Incluir más definiciones entorpecería el acuerdo en desmedro de la posibilidad de concretarlo. Sin quitarle de ninguna manera importancia y urgencia a los dolorosos problemas pendientes -como la lacerante desnutrición infantil, la pobreza, la inflación, la inseguridad, el narcotráfico, la justicia renga, la educación y la salud pública degradadas, etc.- la forma de encararlos debería irse definiendo una vez dentro de la futura interacción política propia de la alianza, con el objetivo de consensuar un programa de gobierno integral que los abarque. Y es imprescindible comunicar el proyecto sin desmayo, explicando sus razones y objetivos para que la gente pueda entenderlo y compartirlo.
Aunque pueda parecer una sutileza, es importante que la convocatoria no se limite a incorporar algunos peronistas republicanos a Juntos por el Cambio. Es esencialmente diferente y de una envergadura incomparable que la alianza se defina como algo nuevo, que trasciende el pasado, abomina de sus lacras, y abreva en el mañana para construir juntos el país que merecemos, a partir de la estricta adhesión a los cuatro requisitos vertebrales. Y con la esperanza de que aceptados éstos como la genuina urdimbre del acuerdo, puedan irse vadeando las viejas diferencias y acordando las que surgirán seguramente.
Tratándose de una entidad distinta, ha de tener un nombre propio que trasunte su identidad. Creo que bien podría llamarse “Alianza Republicana para la Conciliación Argentina”, ARCA.
Para alcanzar la contundencia necesaria, esa alianza debería estar constituida por el Pro, el radicalismo, la Coalición Cívica y lo sustancial del peronismo democrático y republicano. Eventualmente podrían sumarse algunos partidos provinciales y otros que realmente califiquen. Las candidaturas deberían definirse por elecciones internas, donde se discutan las diferentes propuestas sin agresiones y con respeto mutuo. De ese modo no debería temerse un desgaste, sino más bien un enriquecimiento de las ideas y un progreso de la democracia, porque, en vez de los acuerdos intestinos entre dirigentes, las PASO permitirían que sean los ciudadanos quienes elijan entre los postulantes y consiguientemente incidan en las líneas políticas y económicas de la coalición.

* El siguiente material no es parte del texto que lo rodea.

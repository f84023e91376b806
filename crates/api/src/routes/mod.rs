pub mod admin;
pub mod health;
pub mod public;

use axum::routing::post;
use axum::Router;

use crate::handlers::staff;
use crate::state::AppState;

/// Build the `/api` route tree.
///
/// ```text
/// /respond/{token}                     token response (public)
/// /public/...                          submission and token view (public)
/// /products                            catalog (public)
/// /auth/sync                           identity sync (authenticated)
/// /admin/...                           admin / representative
/// ```
pub fn api_routes() -> Router<AppState> {
    Router::new()
        .merge(public::router())
        .route("/auth/sync", post(staff::sync_user))
        .nest("/admin", admin::router())
}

Proponer un proyecto ambicioso pero realista, de un país democrático, próspero y justo, con el sustento y la voluntad suficientes para realizarlo, no solo despertaría la esperanza y el entusiasmo que añoran nuestros maltrechos compatriotas, sino que obtendría un inmediato apoyo internacional.
Y dado que el propósito fundacional de la nueva alianza no es ni más ni menos que terminar definitivamente con nuestras desventuras, la empresa debería cobrar la magnitud de una epopeya lanzada a demostrar que la Argentina no está signada por una maldición ineludible, sino que su destino lo podemos forjar exitosamente entre nosotros.